MONTEREY – After about a year of no activity, equipment is back on Allegheny Mountain this week at the site where Henry T. “Mac” McBride of Harrisonburg intends to build a 39-megawatt wind energy plant.
His company, Highland New Wind Development LLC, plans to construct an $80 million facility consisting of 400-foot tall towers on the McBride family’s 2,000-acre property.
The company got a building permit last Thursday for an estimated $600,000 substation, to include a transformer and circuit breaker, grounding grid, and 14×20-foot control building.
The contractor listed on the permit is Trumbo Electric Inc. of Broadway; engineer listed is Pete Malamer. A permit fee of $2,430 was paid to the Highland County Building and Zoning office, and building official Jim Whitelaw said the current land-disturbing permit covers site work for the substation.
The land-disturbing permit, issued last year, has a $139,348 performance bond the developer posted that Whitelaw has not released. That permit is to cover the construction entrance on Red Oak Knob, the road to the substation, the road between three turbines, clearing and grading for those three turbine sites, and the substation.
HNWD plans to build its part of the substation only, Whitelaw said.
This summer, Whitelaw had explained that although the land-disturbing permit was for all the site work, there was only enough bond posted for the first phase. HNWD would need to put up more bond money if it does further site preparation, he said.
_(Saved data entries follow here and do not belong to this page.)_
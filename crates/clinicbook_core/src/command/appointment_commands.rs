//! Add/delete appointment commands.

use super::messages::{format_appointment, format_person};
use super::{
    resolve_appointment, resolve_person, Command, CommandError, CommandOutput, CommandResult, Index,
};
use crate::model::appointment::{validate_description, Appointment};
use crate::model::fields::ValidationError;
use crate::service::model_manager::Model;
use chrono::NaiveDateTime;

/// Attaches a new appointment to the person at `person_index`.
#[derive(Debug, Clone, PartialEq, Eq)]
pub struct AddAppointmentCommand {
    person_index: Index,
    description: String,
    date_time: NaiveDateTime,
}

impl AddAppointmentCommand {
    pub const MESSAGE_SUCCESS: &'static str = "New appointment added";

    /// # Errors
    /// - `InvalidDescription` when `description` is blank.
    pub fn new(
        person_index: Index,
        description: impl AsRef<str>,
        date_time: NaiveDateTime,
    ) -> Result<Self, ValidationError> {
        Ok(Self {
            person_index,
            description: validate_description(description.as_ref())?,
            date_time,
        })
    }
}

impl Command for AddAppointmentCommand {
    fn name(&self) -> &'static str {
        "add_appointment"
    }

    fn execute(&self, model: &mut dyn Model) -> CommandResult<CommandOutput> {
        let person = resolve_person(model, self.person_index)?;
        let appointment =
            Appointment::from_validated(person.id(), self.description.clone(), self.date_time);
        if person.has_appointment(&appointment) {
            return Err(CommandError::DuplicateAppointment);
        }

        let mut edited_person = person.clone();
        edited_person.add_appointment(appointment.clone());
        model.set_person(&person, edited_person)?;

        Ok(CommandOutput::new(format!(
            "{}: {}; Patient: {}",
            Self::MESSAGE_SUCCESS,
            format_appointment(&appointment),
            format_person(&person)
        )))
    }
}

/// Removes one appointment from the person at `person_index`.
#[derive(Debug, Clone, Copy, PartialEq, Eq)]
pub struct DeleteAppointmentCommand {
    person_index: Index,
    appointment_index: Index,
}

impl DeleteAppointmentCommand {
    pub const MESSAGE_SUCCESS: &'static str = "Deleted Appointment";

    pub fn new(person_index: Index, appointment_index: Index) -> Self {
        Self {
            person_index,
            appointment_index,
        }
    }
}

impl Command for DeleteAppointmentCommand {
    fn name(&self) -> &'static str {
        "delete_appointment"
    }

    fn execute(&self, model: &mut dyn Model) -> CommandResult<CommandOutput> {
        let person = resolve_person(model, self.person_index)?;
        let target = resolve_appointment(&person, self.appointment_index)?;

        let mut edited_person = person.clone();
        edited_person.remove_appointment(&target);
        model.set_person(&person, edited_person)?;

        Ok(CommandOutput::new(format!(
            "{}: {}; Patient: {}",
            Self::MESSAGE_SUCCESS,
            format_appointment(&target),
            format_person(&person)
        )))
    }
}
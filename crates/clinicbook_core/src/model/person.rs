//! Person aggregate.
//!
//! # Responsibility
//! - Hold identity fields, data fields, tags and owned appointments.
//! - Define weak sameness (`is_same_person`) and strong equality (`==`).
//!
//! # Invariants
//! - Every field is present after construction; there is no partial state.
//! - `id` is stable across edits and is not part of either equality notion.
//! - Tags and appointments are exposed read-only; appointments only change
//!   through the explicit mutation methods below.
//! - The appointment list never holds two structurally equal entries.

use crate::model::appointment::Appointment;
use crate::model::fields::{Address, Email, Name, Nric, Phone, Tag};
use serde::Serialize;
use std::collections::BTreeSet;
use std::hash::{Hash, Hasher};
use uuid::Uuid;

/// Stable identifier of a person, referenced by owned appointments.
pub type PersonId = Uuid;

#[derive(Debug, Clone, Serialize)]
pub struct Person {
    id: PersonId,
    name: Name,
    phone: Phone,
    email: Email,
    nric: Nric,
    address: Address,
    tags: BTreeSet<Tag>,
    appointments: Vec<Appointment>,
}

impl Person {
    /// Creates a person with a generated id and no appointments.
    pub fn new(
        name: Name,
        phone: Phone,
        email: Email,
        nric: Nric,
        address: Address,
        tags: impl IntoIterator<Item = Tag>,
    ) -> Self {
        Self::with_id(Uuid::new_v4(), name, phone, email, nric, address, tags)
    }

    /// Creates a person with a caller-provided id.
    ///
    /// Used by load paths where identity already exists in storage.
    pub fn with_id(
        id: PersonId,
        name: Name,
        phone: Phone,
        email: Email,
        nric: Nric,
        address: Address,
        tags: impl IntoIterator<Item = Tag>,
    ) -> Self {
        Self {
            id,
            name,
            phone,
            email,
            nric,
            address,
            tags: tags.into_iter().collect(),
            appointments: Vec::new(),
        }
    }

    /// Returns a copy with replaced details, keeping `id` and appointments.
    pub fn with_details(
        &self,
        name: Name,
        phone: Phone,
        email: Email,
        nric: Nric,
        address: Address,
        tags: BTreeSet<Tag>,
    ) -> Self {
        Self {
            id: self.id,
            name,
            phone,
            email,
            nric,
            address,
            tags,
            appointments: self.appointments.clone(),
        }
    }

    pub fn id(&self) -> PersonId {
        self.id
    }

    pub fn name(&self) -> &Name {
        &self.name
    }

    pub fn phone(&self) -> &Phone {
        &self.phone
    }

    pub fn email(&self) -> &Email {
        &self.email
    }

    pub fn nric(&self) -> &Nric {
        &self.nric
    }

    pub fn address(&self) -> &Address {
        &self.address
    }

    pub fn tags(&self) -> &BTreeSet<Tag> {
        &self.tags
    }

    /// Owned appointments in insertion order.
    pub fn appointments(&self) -> &[Appointment] {
        &self.appointments
    }

    /// Appends `appointment`; a structurally equal repeat is a no-op.
    ///
    /// The appointment is re-keyed to this person's id before the check.
    /// Callers that need a duplicate error must check `has_appointment` first.
    pub fn add_appointment(&mut self, appointment: Appointment) {
        let appointment = appointment.with_patient(self.id);
        if !self.has_appointment(&appointment) {
            self.appointments.push(appointment);
        }
    }

    pub fn has_appointment(&self, appointment: &Appointment) -> bool {
        self.appointments.contains(appointment)
    }

    /// Removes `appointment`. Returns `false` when it was not owned.
    pub fn remove_appointment(&mut self, appointment: &Appointment) -> bool {
        let before = self.appointments.len();
        self.appointments.retain(|owned| owned != appointment);
        self.appointments.len() != before
    }

    /// Swaps `target` for `edited`. The edited entry moves to the end.
    ///
    /// Returns `false` and leaves the list untouched when `target` is absent.
    pub fn replace_appointment(&mut self, target: &Appointment, edited: Appointment) -> bool {
        if !self.remove_appointment(target) {
            return false;
        }
        self.add_appointment(edited);
        true
    }

    /// Weak sameness: both persons have the same name.
    pub fn is_same_person(&self, other: &Person) -> bool {
        self.name == other.name
    }
}

/// Strong equality: name, phone and nric all match.
impl PartialEq for Person {
    fn eq(&self, other: &Self) -> bool {
        self.name == other.name && self.phone == other.phone && self.nric == other.nric
    }
}

impl Eq for Person {}

impl Hash for Person {
    fn hash<H: Hasher>(&self, state: &mut H) {
        self.name.hash(state);
        self.phone.hash(state);
        self.nric.hash(state);
    }
}
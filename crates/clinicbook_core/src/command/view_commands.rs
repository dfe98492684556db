//! Filter and reset commands.

use super::{Command, CommandOutput, CommandResult};
use crate::registry::address_book::AddressBook;
use crate::service::model_manager::Model;
use crate::service::predicate::{show_all, NameContainsKeywords};

/// Narrows the displayed persons to name keyword matches.
#[derive(Debug, Clone, PartialEq, Eq)]
pub struct FindCommand {
    predicate: NameContainsKeywords,
}

impl FindCommand {
    pub fn new(predicate: NameContainsKeywords) -> Self {
        Self { predicate }
    }
}

impl Command for FindCommand {
    fn name(&self) -> &'static str {
        "find"
    }

    fn execute(&self, model: &mut dyn Model) -> CommandResult<CommandOutput> {
        model.update_filtered_person_list(self.predicate.clone().into_predicate());
        let listed = model.filtered_person_list().len();
        Ok(CommandOutput::new(format!("{listed} persons listed!")))
    }
}

/// Shows every person again.
#[derive(Debug, Clone, Copy, Default, PartialEq, Eq)]
pub struct ListCommand;

impl ListCommand {
    pub const MESSAGE_SUCCESS: &'static str = "Listed all persons";
}

impl Command for ListCommand {
    fn name(&self) -> &'static str {
        "list"
    }

    fn execute(&self, model: &mut dyn Model) -> CommandResult<CommandOutput> {
        model.update_filtered_person_list(show_all());
        Ok(CommandOutput::new(Self::MESSAGE_SUCCESS))
    }
}

/// Empties the registry.
#[derive(Debug, Clone, Copy, Default, PartialEq, Eq)]
pub struct ClearCommand;

impl ClearCommand {
    pub const MESSAGE_SUCCESS: &'static str = "Address book has been cleared!";
}

impl Command for ClearCommand {
    fn name(&self) -> &'static str {
        "clear"
    }

    fn execute(&self, model: &mut dyn Model) -> CommandResult<CommandOutput> {
        model.set_address_book(AddressBook::new());
        Ok(CommandOutput::new(Self::MESSAGE_SUCCESS))
    }
}
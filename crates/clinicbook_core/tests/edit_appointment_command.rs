mod common;

use clinicbook_core::command::messages::{format_person, MESSAGE_DUPLICATE_APPOINTMENT};
use clinicbook_core::{
    run_command, AddressBook, Appointment, Command, CommandError, CommandErrorKind,
    EditAppointmentCommand, EditAppointmentDescriptor, Index, Model, ModelManager,
    NameContainsKeywords,
};
use common::{appointment_for, at, model_with_alice_appointment};

fn first() -> Index {
    Index::from_one_based(1).unwrap()
}

fn second() -> Index {
    Index::from_one_based(2).unwrap()
}

/// Persons plus every owned appointment; person equality alone ignores appointments.
fn snapshot(model: &ModelManager) -> (AddressBook, Vec<Appointment>) {
    let book = model.address_book().clone();
    let appointments = book.appointments().cloned().collect();
    (book, appointments)
}

#[test]
fn editing_with_identical_values_is_a_duplicate() {
    let mut model = model_with_alice_appointment();
    let before = snapshot(&model);
    let descriptor = EditAppointmentDescriptor::new()
        .with_description("one")
        .unwrap()
        .with_date_time(at("02-01-2024 12:00"));

    let err = EditAppointmentCommand::new(first(), first(), descriptor)
        .execute(&mut model)
        .unwrap_err();

    assert_eq!(err, CommandError::DuplicateAppointment);
    assert_eq!(err.to_string(), MESSAGE_DUPLICATE_APPOINTMENT);
    assert_eq!(snapshot(&model), before);
}

#[test]
fn editing_with_empty_descriptor_is_a_duplicate_not_a_no_op() {
    let mut model = model_with_alice_appointment();
    let before_revision = model.view_revision();

    let err = EditAppointmentCommand::new(first(), first(), EditAppointmentDescriptor::new())
        .execute(&mut model)
        .unwrap_err();

    assert_eq!(err.kind(), CommandErrorKind::DuplicateAppointment);
    assert_eq!(model.view_revision(), before_revision);
}

#[test]
fn editing_only_description_keeps_date_time() {
    let mut model = model_with_alice_appointment();
    let descriptor = EditAppointmentDescriptor::new()
        .with_description("two")
        .unwrap();

    let output = EditAppointmentCommand::new(first(), first(), descriptor)
        .execute(&mut model)
        .unwrap();

    let owner = model.filtered_person_list()[0].clone();
    let expected = appointment_for(&owner, "two", "02-01-2024 12:00");
    assert_eq!(owner.appointments(), &[expected.clone()]);
    assert!(!owner.has_appointment(&appointment_for(&owner, "one", "02-01-2024 12:00")));
    assert_eq!(
        output.message,
        format!(
            "Edited Appointment: two at 02-01-2024 12:00; Patient: {}",
            format_person(&owner)
        )
    );
    assert_eq!(model.filtered_appointment_list(), &[expected]);
}

#[test]
fn editing_both_fields_replaces_appointment() {
    let mut model = model_with_alice_appointment();
    let descriptor = EditAppointmentDescriptor::new()
        .with_description("follow-up")
        .unwrap()
        .with_date_time(at("05-01-2024 09:30"));

    EditAppointmentCommand::new(first(), first(), descriptor)
        .execute(&mut model)
        .unwrap();

    let owner = &model.address_book().persons()[0];
    assert_eq!(owner.appointments().len(), 1);
    assert_eq!(owner.appointments()[0].description(), "follow-up");
    assert_eq!(owner.appointments()[0].date_time(), at("05-01-2024 09:30"));
}

#[test]
fn editing_into_another_owned_appointment_is_a_duplicate() {
    let mut model = model_with_alice_appointment();
    let owner = model.address_book().persons()[0].clone();
    let mut edited_owner = owner.clone();
    edited_owner.add_appointment(appointment_for(&owner, "two", "03-01-2024 10:00"));
    model.set_person(&owner, edited_owner).unwrap();
    let before = snapshot(&model);

    let descriptor = EditAppointmentDescriptor::new()
        .with_description("two")
        .unwrap()
        .with_date_time(at("03-01-2024 10:00"));
    let err = EditAppointmentCommand::new(first(), first(), descriptor)
        .execute(&mut model)
        .unwrap_err();

    assert_eq!(err, CommandError::DuplicateAppointment);
    assert_eq!(snapshot(&model), before);
}

#[test]
fn person_index_past_filtered_list_is_invalid() {
    let mut model = model_with_alice_appointment();
    let out_of_bounds = Index::from_one_based(model.filtered_person_list().len() + 1).unwrap();
    let appointments_before = model.address_book().appointment_count();
    let descriptor = EditAppointmentDescriptor::new()
        .with_description("two")
        .unwrap();

    let err = EditAppointmentCommand::new(out_of_bounds, first(), descriptor)
        .execute(&mut model)
        .unwrap_err();

    assert_eq!(err, CommandError::InvalidPersonIndex);
    assert_eq!(err.to_string(), "The person index provided is invalid");
    assert_eq!(model.address_book().appointment_count(), appointments_before);
}

#[test]
fn person_index_is_resolved_against_filtered_list() {
    let mut model = model_with_alice_appointment();
    model.update_filtered_person_list(NameContainsKeywords::new(["benson"]).into_predicate());
    let descriptor = EditAppointmentDescriptor::new()
        .with_description("two")
        .unwrap();

    // Benson is the only visible person and owns no appointments.
    let err = EditAppointmentCommand::new(first(), first(), descriptor.clone())
        .execute(&mut model)
        .unwrap_err();
    assert_eq!(err, CommandError::InvalidAppointmentIndex);

    let err = EditAppointmentCommand::new(second(), first(), descriptor)
        .execute(&mut model)
        .unwrap_err();
    assert_eq!(err, CommandError::InvalidPersonIndex);
}

#[test]
fn appointment_index_past_owned_list_is_invalid() {
    let mut model = model_with_alice_appointment();
    let before = snapshot(&model);
    let descriptor = EditAppointmentDescriptor::new()
        .with_description("two")
        .unwrap();

    let err = EditAppointmentCommand::new(first(), second(), descriptor)
        .execute(&mut model)
        .unwrap_err();

    assert_eq!(err, CommandError::InvalidAppointmentIndex);
    assert_eq!(err.to_string(), "The appointment index provided is invalid");
    assert_eq!(snapshot(&model), before);
}

#[test]
fn successful_edit_refreshes_views() {
    let mut model = model_with_alice_appointment();
    let before_revision = model.view_revision();
    let descriptor = EditAppointmentDescriptor::new().with_date_time(at("02-01-2024 15:00"));

    let command = EditAppointmentCommand::new(first(), first(), descriptor);
    run_command(&command, &mut model).unwrap();

    assert_eq!(model.view_revision(), before_revision + 1);
    assert_eq!(
        model.filtered_appointment_list()[0].date_time(),
        at("02-01-2024 15:00")
    );
}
Nearby landowners, scientists, and residents expressed concern earlier this year about HNWD’s Erosion and Sediment Control plan, and its Storm Water Pollution Prevention Plan. Last fall, state Department of Conservation and Recreation inspector Mark Chambers made a lengthy list of required changes to prevent construction from causing harm to the Laurel Fork watershed on Allegheny Mountain, and keep sediment from disturbing the stream.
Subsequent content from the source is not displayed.